Die Verpflichtung einer externen Nachhaltigkeitsmanagerin kann mit grossem finanziellem Aufwand verbunden sein, was insbesondere das Budget von kleineren Veranstaltungen übermässig beanspruchen würde. Als kostenlose Alternative bietet sich die Plattform Saubere Veranstaltung an. Diese bietet auf ihrer Webseite Unterstützung für Event-Organisatoren, Sponsoren sowie Bewilligungsbehörden und wird von einer Trägerschaft aus Städten, Kantonen und Bund getragen.

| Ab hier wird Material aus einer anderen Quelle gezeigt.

//! Header normalisation and the bilingual synonym lexicon.
//!
//! ## Why normalise before matching?
//!
//! Roster headers come out of OCR in many spellings of the same word:
//! `ת.ז`, `ת״ז`, `ת. ז` and `תז` are all "ID number"; `First Name`,
//! `first name:` and `FIRST\nNAME` are all the same column. Rather than list
//! every spelling, both headers and synonyms go through the same
//! [`normalize_header`] function and are compared in normal form.
//!
//! ## Matching order
//!
//! 1. Exact match of the normalised header against a normalised synonym.
//! 2. Whole-word containment: the synonym appears in the header as a run of
//!    complete words. The longest contained synonym wins, so
//!    `"שם משפחה של התלמיד"` is LastName (via `שם משפחה`) rather than
//!    FirstName (via `שם`). Equal lengths fall back to role order
//!    (Identifier, FirstName, LastName, Other).

use crate::error::RollcallError;
use crate::model::ColumnRole;
use once_cell::sync::Lazy;
use regex::Regex;
use serde::{Deserialize, Serialize};
use std::collections::BTreeMap;
use std::path::Path;

// ── Normalisation ────────────────────────────────────────────────────────

static RE_SELECTION_MARKS: Lazy<Regex> =
    Lazy::new(|| Regex::new(r"(?i):(?:un)?selected:").unwrap());

static RE_WORD_SEPARATORS: Lazy<Regex> =
    Lazy::new(|| Regex::new(r"[\r\n\t/\\_\-\u{05BE}]+").unwrap());

static RE_PUNCT_SYMBOLS: Lazy<Regex> = Lazy::new(|| Regex::new(r"[\p{P}\p{S}]").unwrap());

/// Canonical comparison form of a header or synonym.
///
/// Drops OCR checkbox marks, turns line breaks and slash/dash/underscore
/// separators into spaces, strips remaining punctuation and symbols,
/// lowercases, and collapses whitespace. Hebrew letters pass through
/// unchanged. Idempotent.
pub fn normalize_header(raw: &str) -> String {
    let s = RE_SELECTION_MARKS.replace_all(raw, " ");
    let s = RE_WORD_SEPARATORS.replace_all(&s, " ");
    let s = RE_PUNCT_SYMBOLS.replace_all(&s, "");
    s.to_lowercase().split_whitespace().collect::<Vec<_>>().join(" ")
}

// ── Lexicon ──────────────────────────────────────────────────────────────

#[derive(Debug, Clone, PartialEq, Eq)]
struct Synonym {
    role: ColumnRole,
    normalized: String,
}

/// Role → synonyms mapping used to recognise header cells.
///
/// Serialises as `{"Identifier": [...], "FirstName": [...], ...}`.
#[derive(Debug, Clone, Default, PartialEq, Eq, Serialize, Deserialize)]
#[serde(from = "BTreeMap<ColumnRole, Vec<String>>", into = "BTreeMap<ColumnRole, Vec<String>>")]
pub struct Lexicon {
    synonyms: Vec<Synonym>,
}

impl Lexicon {
    /// A lexicon with no synonyms.
    pub fn empty() -> Self {
        Self::default()
    }

    /// The built-in Hebrew/English roster vocabulary.
    pub fn bilingual() -> Self {
        Self::empty()
            .with(
                ColumnRole::Identifier,
                &[
                    "ID",
                    "I.D.",
                    "ID Number",
                    "Identifier",
                    "National ID",
                    "Student ID",
                    "Passport",
                    "Passport/ ID",
                    "Passport Number",
                    "תז",
                    "ת.ז",
                    "ת.ז.",
                    "ת״ז",
                    "ת\"ז",
                    "ת. ז",
                    "מספר ת.ז",
                    "מספר זהות",
                    "תעודת זהות",
                    "מספר תעודת זהות",
                    "דרכון",
                    "מספר דרכון",
                ],
            )
            .with(
                ColumnRole::FirstName,
                &[
                    "First Name",
                    "First",
                    "Given Name",
                    "Name",
                    "Full Name",
                    "Student Name",
                    "שם פרטי",
                    "פרטי",
                    "שם",
                    "שם מלא",
                    "שם התלמיד",
                ],
            )
            .with(
                ColumnRole::LastName,
                &[
                    "Last Name",
                    "Last",
                    "Surname",
                    "Family Name",
                    "שם משפחה",
                    "משפחה",
                ],
            )
            .with(
                ColumnRole::Other,
                &[
                    "Signature",
                    "Sign",
                    "חתימה",
                    "Title",
                    "Position",
                    "Role",
                    "תפקיד",
                    "DOB",
                    "Date of Birth",
                    "Birth Date",
                    "תאריך לידה",
                    "Date",
                    "תאריך",
                    "Nationality",
                    "לאום",
                    "אזרחות",
                    "Phone",
                    "Phone Number",
                    "Mobile",
                    "Tel",
                    "טלפון",
                    "נייד",
                    "Email",
                    "דואל",
                    "Address",
                    "כתובת",
                    "Employee Number",
                    "Employee ID",
                    "מספר עובד",
                    "Quantity",
                    "כמות",
                    "Price",
                    "מחיר",
                    "Total",
                    "סהכ",
                    "Row",
                    "No",
                    "Number",
                    "שורה",
                    "מספר",
                    "מס",
                    "Score",
                    "Grade",
                    "ציון",
                    "Class",
                    "כיתה",
                    "Notes",
                    "הערות",
                ],
            )
    }

    /// Add one synonym. Empty (after normalisation) and duplicate synonyms
    /// are ignored; the first role registered for a spelling keeps it.
    pub fn add(&mut self, role: ColumnRole, synonym: &str) -> &mut Self {
        let normalized = normalize_header(synonym);
        if !normalized.is_empty() && !self.synonyms.iter().any(|s| s.normalized == normalized) {
            self.synonyms.push(Synonym { role, normalized });
        }
        self
    }

    /// Builder-style [`Lexicon::add`] for a list of synonyms.
    pub fn with(mut self, role: ColumnRole, synonyms: &[&str]) -> Self {
        for s in synonyms {
            self.add(role, s);
        }
        self
    }

    /// Add every synonym of `other` that this lexicon does not know yet.
    pub fn extend(&mut self, other: &Lexicon) {
        for s in &other.synonyms {
            self.add(s.role, &s.normalized);
        }
    }

    pub fn len(&self) -> usize {
        self.synonyms.len()
    }

    pub fn is_empty(&self) -> bool {
        self.synonyms.is_empty()
    }

    /// Normalised synonyms registered for `role`.
    pub fn synonyms(&self, role: ColumnRole) -> impl Iterator<Item = &str> {
        self.synonyms
            .iter()
            .filter(move |s| s.role == role)
            .map(|s| s.normalized.as_str())
    }

    /// Role of a raw header cell, if any synonym matches.
    pub fn lookup(&self, header: &str) -> Option<ColumnRole> {
        self.lookup_normalized(&normalize_header(header))
    }

    /// Role of an already-normalised header.
    pub fn lookup_normalized(&self, header: &str) -> Option<ColumnRole> {
        if header.is_empty() {
            return None;
        }
        if let Some(s) = self.synonyms.iter().find(|s| s.normalized == header) {
            return Some(s.role);
        }
        let padded = format!(" {header} ");
        self.synonyms
            .iter()
            .filter(|s| padded.contains(&format!(" {} ", s.normalized)))
            .max_by(|a, b| {
                let (la, lb) = (a.normalized.chars().count(), b.normalized.chars().count());
                la.cmp(&lb).then(b.role.cmp(&a.role))
            })
            .map(|s| s.role)
    }

    /// Role of a raw cell only if it *is* a synonym after normalisation.
    ///
    /// No containment: `"Class 3"` and `"כיתה ג"` are data, not headers.
    pub fn lookup_exact(&self, cell: &str) -> Option<ColumnRole> {
        let normalized = normalize_header(cell);
        self.synonyms
            .iter()
            .find(|s| !normalized.is_empty() && s.normalized == normalized)
            .map(|s| s.role)
    }

    /// `true` if `cell` is exactly a header of any role. Used for
    /// orientation and header-row detection, where containment would count
    /// ordinary data cells.
    pub fn is_header_token(&self, cell: &str) -> bool {
        self.lookup_exact(cell).is_some()
    }

    pub fn from_json(json: &str) -> Result<Self, serde_json::Error> {
        serde_json::from_str(json)
    }

    pub fn to_json(&self) -> Result<String, serde_json::Error> {
        serde_json::to_string_pretty(self)
    }

    /// Load a lexicon file written by [`Lexicon::to_json`] (or by hand).
    pub fn load(path: impl AsRef<Path>) -> Result<Self, RollcallError> {
        let path = path.as_ref();
        let text = std::fs::read_to_string(path).map_err(|e| RollcallError::LexiconLoad {
            path: path.to_path_buf(),
            detail: e.to_string(),
        })?;
        Self::from_json(&text).map_err(|e| RollcallError::LexiconLoad {
            path: path.to_path_buf(),
            detail: e.to_string(),
        })
    }
}

impl From<BTreeMap<ColumnRole, Vec<String>>> for Lexicon {
    fn from(map: BTreeMap<ColumnRole, Vec<String>>) -> Self {
        let mut lexicon = Lexicon::empty();
        for (role, synonyms) in &map {
            for s in synonyms {
                lexicon.add(*role, s);
            }
        }
        lexicon
    }
}

impl From<Lexicon> for BTreeMap<ColumnRole, Vec<String>> {
    fn from(lexicon: Lexicon) -> Self {
        let mut map: BTreeMap<ColumnRole, Vec<String>> = BTreeMap::new();
        for s in lexicon.synonyms {
            map.entry(s.role).or_default().push(s.normalized);
        }
        map
    }
}
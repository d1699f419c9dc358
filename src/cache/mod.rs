//! Content-addressed result cache.
//!
//! ## Why content-addressed?
//!
//! Every extraction call costs money and seconds. Keying results by a hash
//! of the document bytes means unchanged documents are never re-submitted,
//! however often the batch is re-run, renamed or moved. Only the bytes
//! matter.
//!
//! ## Entry lifecycle
//!
//! A [`CacheEntry`] is either a successful result (raw tables plus their
//! normalised form) or a **sentinel**: a durable record that the document
//! has no tables, or was permanently rejected by the service. Sentinels are
//! what make "no tables" cheap on the second run.
//!
//! An entry is visible to [`CacheStore::lookup`] only once it is complete.
//! A half-written entry reads as [`MissReason::Partial`] and is simply
//! recomputed and overwritten.

pub mod fs;
pub mod memory;

use crate::error::CacheError;
use crate::model::{ClassifiedTable, ContentFingerprint, RawTable, SourceDocument};
use chrono::{DateTime, Utc};
use serde::{Deserialize, Serialize};
use std::fmt;

pub use fs::FsCacheStore;
pub use memory::InMemoryCacheStore;

/// Hex characters of the fingerprint used in artifact names.
pub const FINGERPRINT_PREFIX_LEN: usize = 8;

/// Identity of a cache entry.
///
/// Only `fingerprint` decides a hit. `base_name` makes artifact files
/// recognisable to a human browsing the cache directory.
#[derive(Debug, Clone, PartialEq, Eq, Hash)]
pub struct CacheKey {
    pub fingerprint: ContentFingerprint,
    pub base_name: String,
}

impl CacheKey {
    pub fn new(fingerprint: ContentFingerprint, base_name: impl Into<String>) -> Self {
        Self {
            fingerprint,
            base_name: base_name.into(),
        }
    }

    pub fn for_document(document: &SourceDocument, fingerprint: ContentFingerprint) -> Self {
        Self::new(fingerprint, document.base_name())
    }

    /// `{base_name}-{first 8 hex chars}`: the shared prefix of an entry's
    /// artifact file names.
    pub fn stem(&self) -> String {
        format!("{}-{}", self.base_name, self.fingerprint.prefix(FINGERPRINT_PREFIX_LEN))
    }
}

/// Why a document produced no tables.
#[derive(Debug, Clone, Copy, PartialEq, Eq, Serialize, Deserialize)]
#[serde(rename_all = "snake_case")]
pub enum SentinelKind {
    /// The service found no table in the document.
    NoTables,
    /// The service permanently rejected the document.
    ExtractionError,
}

/// The cached result of processing one document.
#[derive(Debug, Clone, PartialEq)]
pub enum CachedOutcome {
    Tables(Vec<ClassifiedTable>),
    Sentinel {
        kind: SentinelKind,
        detail: Option<String>,
    },
}

/// Version of rollcall stamped into every entry it writes.
pub const PRODUCER_VERSION: &str = env!("CARGO_PKG_VERSION");

/// Provenance recorded with every entry.
#[derive(Debug, Clone, PartialEq, Serialize, Deserialize)]
pub struct EntryMetadata {
    pub fingerprint: ContentFingerprint,
    pub timestamp: DateTime<Utc>,
    /// Extractor that produced the entry, e.g. `"azure-layout"`.
    pub processed_by: String,
    /// rollcall version that wrote the entry. Empty for entries written
    /// before the field existed.
    pub version: String,
}

impl EntryMetadata {
    fn now(fingerprint: ContentFingerprint, processed_by: String) -> Self {
        Self {
            fingerprint,
            timestamp: Utc::now(),
            processed_by,
            version: PRODUCER_VERSION.to_string(),
        }
    }
}

#[derive(Debug, Clone, PartialEq)]
pub struct CacheEntry {
    pub metadata: EntryMetadata,
    /// Tables exactly as the service returned them.
    pub raw_tables: Vec<RawTable>,
    pub outcome: CachedOutcome,
    /// The service's plain-text rendering, if kept.
    pub debug_text: Option<String>,
}

impl CacheEntry {
    pub fn tables(
        fingerprint: ContentFingerprint,
        processed_by: impl Into<String>,
        raw_tables: Vec<RawTable>,
        tables: Vec<ClassifiedTable>,
    ) -> Self {
        Self {
            metadata: EntryMetadata::now(fingerprint, processed_by.into()),
            raw_tables,
            outcome: CachedOutcome::Tables(tables),
            debug_text: None,
        }
    }

    pub fn sentinel(
        fingerprint: ContentFingerprint,
        processed_by: impl Into<String>,
        kind: SentinelKind,
        detail: Option<String>,
    ) -> Self {
        Self {
            metadata: EntryMetadata::now(fingerprint, processed_by.into()),
            raw_tables: Vec::new(),
            outcome: CachedOutcome::Sentinel { kind, detail },
            debug_text: None,
        }
    }

    pub fn with_raw_tables(mut self, raw_tables: Vec<RawTable>) -> Self {
        self.raw_tables = raw_tables;
        self
    }

    pub fn with_debug_text(mut self, text: Option<String>) -> Self {
        self.debug_text = text;
        self
    }

    pub fn is_sentinel(&self) -> bool {
        matches!(self.outcome, CachedOutcome::Sentinel { .. })
    }
}

/// Why a lookup did not hit.
#[derive(Debug, Clone, PartialEq, Eq)]
pub enum MissReason {
    /// Nothing stored for this fingerprint.
    Absent,
    /// Some artifacts exist but the entry was never committed.
    Partial,
    /// An artifact exists but cannot be parsed or fails validation.
    Corrupt(String),
}

impl fmt::Display for MissReason {
    fn fmt(&self, f: &mut fmt::Formatter<'_>) -> fmt::Result {
        match self {
            MissReason::Absent => f.write_str("absent"),
            MissReason::Partial => f.write_str("partial entry"),
            MissReason::Corrupt(detail) => write!(f, "corrupt entry: {detail}"),
        }
    }
}

#[derive(Debug, Clone, PartialEq)]
pub enum CacheLookup {
    Hit(CacheEntry),
    Miss(MissReason),
}

impl CacheLookup {
    pub fn is_hit(&self) -> bool {
        matches!(self, CacheLookup::Hit(_))
    }
}

/// Summary of what a store holds.
#[derive(Debug, Clone, Default, PartialEq, Eq, Serialize, Deserialize)]
pub struct CacheStats {
    /// Committed entries.
    pub entries: usize,
    /// Sentinel entries among `entries`.
    pub sentinels: usize,
    /// Bytes used by all artifacts, partial ones included.
    pub total_bytes: u64,
}

/// Durable fingerprint → result mapping.
///
/// Methods are synchronous; async callers run them on the blocking pool.
/// Implementations must make [`CacheStore::store`] all-or-nothing from the
/// point of view of [`CacheStore::lookup`], including across a crash
/// mid-write.
pub trait CacheStore: Send + Sync {
    fn lookup(&self, key: &CacheKey) -> CacheLookup;

    /// Persist `entry`, replacing any previous entry for the same key.
    fn store(&self, key: &CacheKey, entry: &CacheEntry) -> Result<(), CacheError>;

    /// Record that a document has no usable tables.
    fn mark_sentinel(
        &self,
        key: &CacheKey,
        processed_by: &str,
        kind: SentinelKind,
        detail: Option<String>,
    ) -> Result<(), CacheError> {
        let entry = CacheEntry::sentinel(key.fingerprint.clone(), processed_by, kind, detail);
        self.store(key, &entry)
    }

    /// Remove every entry.
    fn clear(&self) -> Result<(), CacheError>;

    fn stats(&self) -> Result<CacheStats, CacheError>;
}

Entstanden ist die Plattform 2017 durch die Fusion der IG Saubere Veranstaltung sowie ecosport.ch. Letztere entstand 2001 mit einer Trägerschaft aus Swiss Olympic und Bundesämtern, während die IG Saubere Veranstaltung 2006 von Kantonen und Städten gegründet wurde und den Fokus auf Littering und Abfall legte. Seit Januar dieses Jahres ist die Nachfolgeplattform Saubere Veranstaltung keine IG mehr, sondern als Verein organisiert: Schweizer Verband für nachhaltige Events, kurz SVNE, mit Sitz in Basel. «Durch die Umwandlung findet eine Institutionalisierung statt und wir geniessen durch die gesteigerte Unabhängigkeit eine grössere Sicherheit, was die Zukunftsplanung anbelangt», erklärt Marianne Gehring, Präsidentin des Vereins SVNE. Daneben ist sie Projektleiterin Umwelt im Generalsekretariat der Baudirektion des Kantons Zürich.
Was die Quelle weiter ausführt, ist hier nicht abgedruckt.